> [Stored data]
******************************

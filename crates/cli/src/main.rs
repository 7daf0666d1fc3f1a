//! Shipcast CLI - time-to-market estimation over a feature export.
//!
//! Stands in for the product's presentation layer: it reads feature
//! documents from a JSON export of the document store, runs the estimation
//! engine, and prints the results. The team configuration is persisted
//! through the settings store under the working data directory.

use std::path::{Path, PathBuf};

use anyhow::{bail, Context, Result};
use clap::{Parser, Subcommand};
use shipcast_core::{Feature, TeamConfig, WorkMode};
use shipcast_engine::{estimate, schedule, EstimatedFeature};
use shipcast_settings::{JsonSettingsStore, SettingsStore};
use tracing::{info, Level};

#[derive(Parser)]
#[command(name = "shipcast")]
#[command(about = "Time-to-market estimation and completion forecasting", long_about = None)]
struct Cli {
    /// Data directory for persisted settings
    #[arg(long, default_value = ".shipcast")]
    data_dir: PathBuf,

    #[command(subcommand)]
    command: Commands,
}

#[derive(Subcommand)]
enum Commands {
    /// Estimate one feature and show the full calculation trace
    Estimate {
        /// Feature ID
        id: String,
        /// JSON export of feature documents
        #[arg(long, default_value = "features.json")]
        features: PathBuf,
    },
    /// Forecast completion for the whole feature set
    Forecast {
        /// JSON export of feature documents
        #[arg(long, default_value = "features.json")]
        features: PathBuf,
        /// Override work mode (parallel|sequential)
        #[arg(long)]
        mode: Option<String>,
        /// Override number of parallel tracks
        #[arg(long)]
        team_size: Option<usize>,
        /// Override team velocity (points per week per track)
        #[arg(long)]
        velocity: Option<f64>,
    },
    /// Show or change the persisted team configuration
    Config {
        #[command(subcommand)]
        action: ConfigAction,
    },
}

#[derive(Subcommand)]
enum ConfigAction {
    /// Print the current configuration
    Show,
    /// Update configuration fields
    Set {
        /// Work mode (parallel|sequential)
        #[arg(long)]
        mode: Option<String>,
        /// Number of parallel tracks
        #[arg(long)]
        team_size: Option<usize>,
        /// Team velocity (points per week per track)
        #[arg(long)]
        velocity: Option<f64>,
    },
}

#[tokio::main]
async fn main() -> Result<()> {
    tracing_subscriber::fmt()
        .with_max_level(Level::INFO)
        .init();

    let cli = Cli::parse();
    let store = JsonSettingsStore::new(&cli.data_dir).await?;

    match cli.command {
        Commands::Estimate { id, features } => {
            let features = load_features(&features)?;
            let config = load_config(&store).await?;
            let Some(feature) = features.iter().find(|f| f.id == id) else {
                bail!("feature not found: {id}");
            };

            let result = estimate(feature, &config)?;
            println!("Feature: {} - {}", feature.id, feature.name);
            println!("  Estimate: {} weeks ({} days, {} months)", result.weeks, result.days, result.months);
            println!("  Status: {} | health {}", result.status, result.health_score);
            println!("  Breakdown:");
            for step in &result.breakdown {
                println!(
                    "    {:<22} {:>6.2} -> {:>6.2} ({:+.2})  {}",
                    step.title,
                    step.before,
                    step.after(),
                    step.delta,
                    step.detail,
                );
            }
        }
        Commands::Forecast { features, mode, team_size, velocity } => {
            let features = load_features(&features)?;
            let mut config = load_config(&store).await?;
            apply_overrides(&mut config, mode.as_deref(), team_size, velocity)?;
            config.validate()?;

            let estimated = features
                .into_iter()
                .map(|f| EstimatedFeature::new(f, &config))
                .collect::<Result<Vec<_>, _>>()?;
            let summary = schedule(&estimated, &config)?;

            println!("Features ({})", estimated.len());
            for item in &estimated {
                println!(
                    "  {} | {:>5.1} wk | {:<8} | {} - {}",
                    format_workflow(item.feature.workflow_status()),
                    item.estimate.weeks,
                    item.estimate.status.as_str(),
                    item.feature.id,
                    item.feature.name,
                );
            }
            println!();
            println!("Average estimate: {} weeks", summary.average_weeks);
            println!(
                "Delivery mix: {} fast / {} normal / {} slow / {} critical",
                summary.status_counts.fast,
                summary.status_counts.normal,
                summary.status_counts.slow,
                summary.status_counts.critical,
            );
            println!(
                "Workflow: {} done / {} in progress / {} planning",
                summary.workflow_counts.done,
                summary.workflow_counts.in_progress,
                summary.workflow_counts.planning,
            );
            println!(
                "Projected completion: {} weeks (~{} months, {} mode)",
                summary.project_completion.weeks,
                summary.project_completion.months,
                format_mode(config.work_mode),
            );
        }
        Commands::Config { action } => match action {
            ConfigAction::Show => {
                match store.get_team_config().await? {
                    Some(config) => print_config(&config),
                    None => {
                        println!("No saved configuration; defaults in effect:");
                        print_config(&TeamConfig::default());
                    }
                }
            }
            ConfigAction::Set { mode, team_size, velocity } => {
                let mut config = load_config(&store).await?;
                apply_overrides(&mut config, mode.as_deref(), team_size, velocity)?;
                store.put_team_config(&config).await?;
                info!("saved team configuration");
                print_config(&config);
            }
        },
    }

    Ok(())
}

/// Read a feature export produced by the document store.
fn load_features(path: &Path) -> Result<Vec<Feature>> {
    let raw = std::fs::read_to_string(path)
        .with_context(|| format!("reading feature export {}", path.display()))?;
    let features: Vec<Feature> = serde_json::from_str(&raw)
        .with_context(|| format!("parsing feature export {}", path.display()))?;
    Ok(features)
}

/// Saved configuration, or the defaults when none has been saved yet.
async fn load_config(store: &JsonSettingsStore) -> Result<TeamConfig> {
    Ok(store.get_team_config().await?.unwrap_or_default())
}

fn apply_overrides(
    config: &mut TeamConfig,
    mode: Option<&str>,
    team_size: Option<usize>,
    velocity: Option<f64>,
) -> Result<()> {
    if let Some(mode) = mode {
        config.work_mode = parse_mode(mode)?;
    }
    if let Some(team_size) = team_size {
        config.team_size = team_size;
    }
    if let Some(velocity) = velocity {
        config.team_velocity = velocity;
    }
    Ok(())
}

fn parse_mode(mode: &str) -> Result<WorkMode> {
    match mode {
        "parallel" => Ok(WorkMode::Parallel),
        "sequential" => Ok(WorkMode::Sequential),
        other => bail!("unknown work mode: {other} (expected parallel or sequential)"),
    }
}

fn format_mode(mode: WorkMode) -> &'static str {
    match mode {
        WorkMode::Parallel => "parallel",
        WorkMode::Sequential => "sequential",
    }
}

fn format_workflow(status: shipcast_core::WorkflowStatus) -> &'static str {
    use shipcast_core::WorkflowStatus;
    match status {
        WorkflowStatus::Done => "done",
        WorkflowStatus::InProgress => "active",
        WorkflowStatus::Planning => "planned",
        WorkflowStatus::WontDo => "dropped",
    }
}

fn print_config(config: &TeamConfig) {
    println!("  Work mode: {}", format_mode(config.work_mode));
    println!("  Team size: {} tracks", config.team_size);
    println!("  Velocity: {} points/week per track", config.team_velocity);
}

******************************

> [The problem]
Find the word "tracks" in the entries and show each line where it is found.

> [Answer for this exercise]
        /// Override number of parallel tracks
        /// Number of parallel tracks
    println!("  Team size: {} tracks", config.team_size);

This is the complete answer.